February. Up at 5:30am, watching what would be the sunrise if it weren't buried in clouds. The coyotes do my howling for me. This too shall pass. The rainstorm in the bathroom as the ice dam on the roof forces snowmelt under the shingles; the drip that startles me next to my computer one day then disappears again; the dog poop piling up along the path because the dog doesn't want to venture any further in the snow. Why is this also the month we're forced to figure our taxes? One more burden in a burdensome time. I look at what we owe, listen to the dripping of the leaky roof, wonder where it's all going to come from, search job listings online, ponder the possibilities of selling my art and because it's February and the winter weighs on me like a musty rug I'm sure that no one would want to pay me anything for photographs or anything else and it's all too costly and complicated to set up anyway and what's the point?

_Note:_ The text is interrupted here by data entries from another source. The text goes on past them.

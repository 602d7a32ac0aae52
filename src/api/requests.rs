use crate::core::error::LedgerError;
use crate::core::expense::{Expense, SplitPolicy};
use crate::core::group::GroupId;
use crate::core::member::MemberId;
use crate::core::payment::{Payment, PaymentStatus};
use chrono::NaiveDate;
use rust_decimal::Decimal;
use serde::{Deserialize, Serialize};
use std::collections::BTreeMap;

/// Body of `POST /api/shared/expense`.
///
/// Amounts and member ids are accepted as JSON numbers or strings.
/// `excluded_members` is accepted as an alias of `exclude_members`.
#[derive(Debug, Clone, PartialEq, Eq, Serialize, Deserialize)]
pub struct ExpenseRequest {
    pub amount: Decimal,
    #[serde(default)]
    pub description: String,
    #[serde(default, skip_serializing_if = "Option::is_none")]
    pub date: Option<NaiveDate>,
    #[serde(default, skip_serializing_if = "Option::is_none")]
    pub group_id: Option<GroupId>,
    pub paid_by: MemberId,
    #[serde(default, skip_serializing_if = "Option::is_none")]
    pub context: Option<String>,
    #[serde(default, alias = "excluded_members", skip_serializing_if = "Vec::is_empty")]
    pub exclude_members: Vec<MemberId>,
    /// Explicit shares; the expense is split equally when absent.
    #[serde(default, skip_serializing_if = "Option::is_none")]
    pub splits: Option<BTreeMap<MemberId, Decimal>>,
}

impl ExpenseRequest {
    /// Build the expense for `group`. A request naming another group is
    /// rejected; one naming no group is taken to belong to `group`.
    pub fn into_expense(self, group: &GroupId) -> Result<Expense, LedgerError> {
        if let Some(found) = self.group_id {
            if &found != group {
                return Err(LedgerError::GroupMismatch {
                    record: "expense request".to_string(),
                    expected: group.clone(),
                    found,
                });
            }
        }

        let mut expense = Expense::new(group.clone(), self.paid_by, self.amount)
            .with_description(self.description)
            .excluding(self.exclude_members);
        if let Some(date) = self.date {
            expense = expense.with_date(date);
        }
        if let Some(context) = self.context.filter(|c| !c.trim().is_empty()) {
            expense = expense.with_notes(context);
        }
        if let Some(shares) = self.splits {
            expense = expense.with_exact_shares(shares);
        }
        Ok(expense)
    }
}

impl From<&Expense> for ExpenseRequest {
    fn from(expense: &Expense) -> Self {
        Self {
            amount: expense.amount(),
            description: expense.description().to_string(),
            date: Some(expense.date()),
            group_id: Some(expense.group_id().clone()),
            paid_by: expense.paid_by().clone(),
            context: expense.notes().map(str::to_string),
            exclude_members: expense.excluded().iter().cloned().collect(),
            splits: match expense.policy() {
                SplitPolicy::Equal => None,
                SplitPolicy::Exact(shares) => Some(shares.clone()),
            },
        }
    }
}

/// Body of `POST /api/shared/group/:id/pay`.
#[derive(Debug, Clone, PartialEq, Eq, Serialize, Deserialize)]
pub struct PaymentRequest {
    pub from_user: MemberId,
    pub to_user: MemberId,
    pub amount: Decimal,
    #[serde(default, skip_serializing_if = "Option::is_none")]
    pub date: Option<NaiveDate>,
    #[serde(default)]
    pub status: PaymentStatus,
}

impl PaymentRequest {
    /// Build the payment for `group`. A request arriving as settled or
    /// cancelled is walked through the normal pending transitions.
    pub fn into_payment(self, group: &GroupId) -> Result<Payment, LedgerError> {
        let mut payment = Payment::new(group.clone(), self.from_user, self.to_user, self.amount);
        if let Some(date) = self.date {
            payment = payment.with_date(date);
        }
        match self.status {
            PaymentStatus::Pending => {}
            PaymentStatus::Settled => payment.settle()?,
            PaymentStatus::Cancelled => payment.cancel()?,
        }
        Ok(payment)
    }
}

impl From<&Payment> for PaymentRequest {
    fn from(payment: &Payment) -> Self {
        Self {
            from_user: payment.from().clone(),
            to_user: payment.to().clone(),
            amount: payment.amount(),
            date: Some(payment.date()),
            status: payment.status(),
        }
    }
}

#[cfg(test)]
mod tests {
    use super::*;
    use rust_decimal_macros::dec;

    #[test]
    fn test_expense_request_from_frontend_json() {
        let body = r#"{
            "amount": 42.5,
            "description": "Groceries",
            "date": "2024-06-01",
            "group_id": 7,
            "paid_by": 1,
            "context": "",
            "excluded_members": [3]
        }"#;
        let request: ExpenseRequest = serde_json::from_str(body).unwrap();
        assert_eq!(request.amount, dec!(42.5));
        assert_eq!(request.exclude_members, vec![MemberId::new("3")]);

        let expense = request.into_expense(&GroupId::new("7")).unwrap();
        assert_eq!(expense.paid_by(), &MemberId::new("1"));
        assert!(expense.is_excluded(&MemberId::new("3")));
        assert_eq!(expense.notes(), None);
        assert_eq!(expense.date(), NaiveDate::from_ymd_opt(2024, 6, 1).unwrap());
    }

    #[test]
    fn test_expense_request_string_amount() {
        let body = r#"{"amount": "19.99", "paid_by": "u1", "exclude_members": ["u2"]}"#;
        let request: ExpenseRequest = serde_json::from_str(body).unwrap();
        assert_eq!(request.amount, dec!(19.99));
        assert!(request.group_id.is_none());
    }

    #[test]
    fn test_expense_request_wrong_group() {
        let body = r#"{"amount": 10, "paid_by": 1, "group_id": 8}"#;
        let request: ExpenseRequest = serde_json::from_str(body).unwrap();
        assert!(matches!(
            request.into_expense(&GroupId::new("7")),
            Err(LedgerError::GroupMismatch { .. })
        ));
    }

    #[test]
    fn test_expense_request_exact_splits() {
        let body = r#"{"amount": 10, "paid_by": 1, "splits": {"1": 4, "2": "6"}}"#;
        let request: ExpenseRequest = serde_json::from_str(body).unwrap();
        let expense = request.into_expense(&GroupId::new("g")).unwrap();
        match expense.policy() {
            SplitPolicy::Exact(shares) => {
                assert_eq!(shares[&MemberId::new("1")], dec!(4));
                assert_eq!(shares[&MemberId::new("2")], dec!(6));
            }
            SplitPolicy::Equal => panic!("expected exact shares"),
        }
    }

    #[test]
    fn test_payment_request_defaults_pending() {
        let body = r#"{"from_user": 2, "to_user": 1, "amount": 20, "date": "2024-06-02"}"#;
        let request: PaymentRequest = serde_json::from_str(body).unwrap();
        let payment = request.into_payment(&GroupId::new("g")).unwrap();
        assert_eq!(payment.status(), PaymentStatus::Pending);
        assert_eq!(payment.amount(), dec!(20));
    }

    #[test]
    fn test_payment_request_settled() {
        let body = r#"{"from_user": 2, "to_user": 1, "amount": 20, "status": "settled"}"#;
        let request: PaymentRequest = serde_json::from_str(body).unwrap();
        let payment = request.into_payment(&GroupId::new("g")).unwrap();
        assert!(payment.is_settled());
    }

    #[test]
    fn test_round_trip_through_expense() {
        let expense = Expense::new(GroupId::new("g"), MemberId::new("1"), dec!(12))
            .with_notes("taxi")
            .excluding([MemberId::new("2")]);
        let request = ExpenseRequest::from(&expense);
        assert_eq!(request.context.as_deref(), Some("taxi"));
        let rebuilt = request.into_expense(&GroupId::new("g")).unwrap();
        assert_eq!(rebuilt.amount(), expense.amount());
        assert_eq!(rebuilt.excluded(), expense.excluded());
    }
}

It's light enough out now to see a black crow in the bare tree branches. For richer and for poorer: I laughed when I repeated that vow at our wedding because we were so totally poor at the time. His divorce, my health problems and unemployment—we had nothing in the bank and a big tax debt then, too. As James said last night, "We've climbed out of holes before. We'll climb out of this one, too." Someday it might be nice to see what the "for richer" part feels like. And to live in a house where the roof doesn't leak. For 10 years in Tucson we battled a poorly designed flat roof that ponded every time it rained, which it would do every day during the monsoon season and from time to time in the winter as well. I prayed we'd have a house without roof problems here… Ah well, clearly God feels we're experts in leaky roofs now so we can handle another one. And apparently we're experts in tax debts, too! I'm becoming an expert here in snow removal and snowmelt drainage, as shown here by the lovely trench I snowblowed off the driveway so "Lake Lumsden" has somewhere to go. This afternoon we'll be bailing the area with buckets; it's 45˚ and all is melting. My father always used to say, "Get a good night's sleep and things will look better in the morning." I'm thinking, "Wait a month and things will look better in March." They always do.

1 comment:

Sandy said...

Just got back from a weekend at meetings near St. Louis, where I was pathetically glad to see sunshine and the 50 degree weather felt balmy. Got home, still almost 50, but once again overcast. I miss the sun.